— WORK TASK —
Please copy every line of the records below that holds the word "SeqCst".

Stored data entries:
☆ ☆ ☆ ☆
impl<R, T> TaskScheduler<R, T>
where
    R: Send + 'static,
    T: Send + 'static,
{
    /// Provision the resource pool and spawn the worker threads.
    ///
    /// # Errors
    ///
    /// - `PoolError::InvalidConfig` if the configuration is invalid
    /// - `PoolError::Provisioning` if the factory fails (nothing stays allocated)
    /// - `PoolError::Internal` if a worker thread cannot be spawned
    pub fn new<F>(config: SchedulerConfig, factory: &F) -> Result<Self, PoolError>
    where
        F: ResourceFactory<R> + ?Sized,
    {
        config.validate().map_err(PoolError::InvalidConfig)?;
        let max_workers = config.resolved_max_workers();

        let resources = ResourcePool::new(max_workers, factory)?;
        let shared = Arc::new(Shared {
            resources,
            results: Arc::new(ResultStore::new()),
            in_flight: Arc::new(InFlight::default()),
            counters: PoolCounters::default(),
            withheld: Mutex::new(Vec::new()),
        });

        // Every queued job holds a slot, so the channel never holds more than
        // `max_workers` jobs and sends never block.
        let (task_tx, task_rx) = bounded::<WorkerTask<R, T>>(max_workers);

        let mut workers = Vec::with_capacity(max_workers);
        for worker_id in 0..max_workers {
            match spawn_worker(worker_id, task_rx.clone(), Arc::clone(&shared), &config) {
                Ok(handle) => workers.push(handle),
                Err(e) => {
                    error!(worker_id, error = %e, "failed to spawn worker thread");
                    drop(task_tx);
                    for handle in workers {
                        let _ = handle.join();
                    }
                    return Err(PoolError::Internal(format!(
                        "failed to spawn worker {worker_id}: {e}"
                    )));
                }
            }
        }

        info!(
            max_workers,
            pool_id = %shared.resources.id(),
            "TaskScheduler initialized"
        );

        Ok(Self {
            config,
            max_workers,
            shared,
            slots: Arc::new(WorkerSlots::new(max_workers)),
            task_tx: Mutex::new(Some(task_tx)),
            workers: Mutex::new(workers),
            shutdown: AtomicBool::new(false),
        })
    }

    /// Effective concurrency (workers and resources).
    #[must_use]
    pub const fn max_workers(&self) -> usize {
        self.max_workers
    }

    /// Configuration the scheduler was built from.
    #[must_use]
    pub const fn config(&self) -> &SchedulerConfig {
        &self.config
    }

    /// Submit `task` to run with `args` against a leased resource.
    ///
    /// Blocks until a worker slot is free, then (still holding the slot) until a
    /// resource can be leased, then hands the task to a worker and returns. The
    /// task's outcome shows up in the result store.
    ///
    /// A task that keeps its lease and hands back a different one is reported
    /// as [`TaskFailure::LeaseMismatch`], and the kept resource stays out of the
    /// pool until that lease is dropped (see [`PoolStats::missing_resources`]).
    /// Without an acquire timeout, a pool drained that way blocks `submit`
    /// indefinitely.
    ///
    /// # Errors
    ///
    /// - `PoolError::PoolShutdown` if the scheduler has been shut down
    /// - `PoolError::Timeout` if an acquire timeout is configured and expired
    /// - `PoolError::Internal` if the workers are gone
    pub fn submit<F, A>(&self, task: F, args: A) -> Result<TaskId, PoolError>
    where
        F: FnOnce(Lease<R>, A) -> (Lease<R>, AppResult<T>) + Send + 'static,
        A: Send + 'static,
    {
        if self.shutdown.load(Ordering::Acquire) {
            return Err(PoolError::PoolShutdown);
        }

        let in_flight = &self.shared.in_flight;
        let id = in_flight.register();

        let permit = self.slots.acquire();
        if self.shutdown.load(Ordering::Acquire) {
            in_flight.forget(id);
            return Err(PoolError::PoolShutdown);
        }

        let lease = match self.config.acquire_timeout() {
            None => self.shared.resources.acquire(),
            Some(timeout) => match self.shared.resources.acquire_timeout(timeout) {
                Ok(lease) => lease,
                Err(e) => {
                    warn!(task_id = id, ?timeout, "no resource became free in time");
                    in_flight.forget(id);
                    return Err(e);
                }
            },
        };
        let resource = lease.id();

        let job = WorkerTask {
            id,
            lease,
            body: Box::new(move |lease| task(lease, args)),
            permit,
        };

        let task_tx = self.task_tx.lock();
        let Some(tx) = task_tx.as_ref() else {
            in_flight.forget(id);
            return Err(PoolError::PoolShutdown);
        };
        let submitted = &self.shared.counters.submitted_tasks;
        submitted.fetch_add(1, Ordering::SeqCst);
        if tx.send(job).is_err() {
            // The rejected job drops here, returning its lease and slot.
            submitted.fetch_sub(1, Ordering::SeqCst);
            in_flight.forget(id);
            return Err(PoolError::Internal("worker channel closed".into()));
        }
        drop(task_tx);

        debug!(task_id = id, %resource, "task dispatched");
        Ok(id)
    }

    /// Block until every task submitted before this call has finished.
    #[must_use]
    pub fn wait_all(&self) -> WaitSummary {
        self.shared.in_flight.wait_all()
    }

    /// Like [`wait_all`](Self::wait_all) with an upper bound on the wait.
    ///
    /// # Errors
    ///
    /// Returns `PoolError::Timeout` if tasks are still running at the deadline.
    pub fn wait_all_timeout(&self, timeout: Duration) -> Result<WaitSummary, PoolError> {
        self.shared.in_flight.wait_all_until(Instant::now() + timeout)
    }

    /// Remove the oldest completed result, blocking until one exists.
    #[must_use]
    pub fn take_one_result(&self) -> TaskReport<T> {
        let report = self.shared.results.take_one();
        self.shared.in_flight.acknowledge([report.task_id]);
        report
    }

    /// Remove the oldest completed result if there is one.
    #[must_use]
    pub fn try_take_result(&self) -> Option<TaskReport<T>> {
        let report = self.shared.results.try_take_one()?;
        self.shared.in_flight.acknowledge([report.task_id]);
        Some(report)
    }

    /// Drain all completed results, blocking until at least one exists.
    #[must_use]
    pub fn take_all_results(&self) -> Vec<TaskReport<T>> {
        acknowledged(&self.shared.in_flight, self.shared.results.take_all())
    }

    /// Drain whatever results are buffered without waiting.
    #[must_use]
    pub fn drain_results(&self) -> Vec<TaskReport<T>> {
        acknowledged(&self.shared.in_flight, self.shared.results.drain())
    }

    /// Current statistics.
    #[must_use]
    pub fn stats(&self) -> PoolStats {
        let counters = &self.shared.counters;
        // Finished counts are read before the submitted count, so a snapshot
        // never shows more finished tasks than submitted ones.
        let completed_tasks = counters.completed_tasks.load(Ordering::SeqCst);
        let failed_tasks = counters.failed_tasks.load(Ordering::SeqCst);
        let submitted_tasks = counters.submitted_tasks.load(Ordering::SeqCst);
        let free = self.shared.resources.free_count();
        PoolStats {
            worker_count: self.max_workers,
            active_tasks: counters.active_tasks.load(Ordering::Relaxed),
            pending_tasks: self.shared.in_flight.pending_count(),
            free_resources: free,
            leased_resources: self.max_workers - free,
            missing_resources: self.shared.missing_resources(),
            buffered_results: self.shared.results.len(),
            submitted_tasks,
            completed_tasks,
            failed_tasks,
        }
    }

    /// Number of worker slots currently occupied.
    #[must_use]
    pub fn busy_slots(&self) -> usize {
        self.slots.in_use()
    }

    /// Stop accepting tasks, let dispatched tasks finish, and join the workers.
    ///
    /// Buffered results stay available afterwards.
    pub fn shutdown(&self) {
        if self.shutdown.swap(true, Ordering::AcqRel) {
            return;
        }

        info!("Shutting down task scheduler");

        // Workers drain the queue, then recv() fails and they exit.
        *self.task_tx.lock() = None;

        let mut workers = self.workers.lock();
        let worker_count = workers.len();
        for (idx, worker) in workers.drain(..).enumerate() {
            if worker.join().is_err() {
                warn!(worker_id = idx, "Worker panicked");
            } else {
                debug!(worker_id = idx, "Worker joined successfully");
            }
        }

        info!(worker_count, "Task scheduler shut down complete");
    }
}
☆ ☆ ☆ ☆
— TASK RESPONSE —
        submitted.fetch_add(1, Ordering::SeqCst);
            submitted.fetch_sub(1, Ordering::SeqCst);
        let completed_tasks = counters.completed_tasks.load(Ordering::SeqCst);
        let failed_tasks = counters.failed_tasks.load(Ordering::SeqCst);
        let submitted_tasks = counters.submitted_tasks.load(Ordering::SeqCst);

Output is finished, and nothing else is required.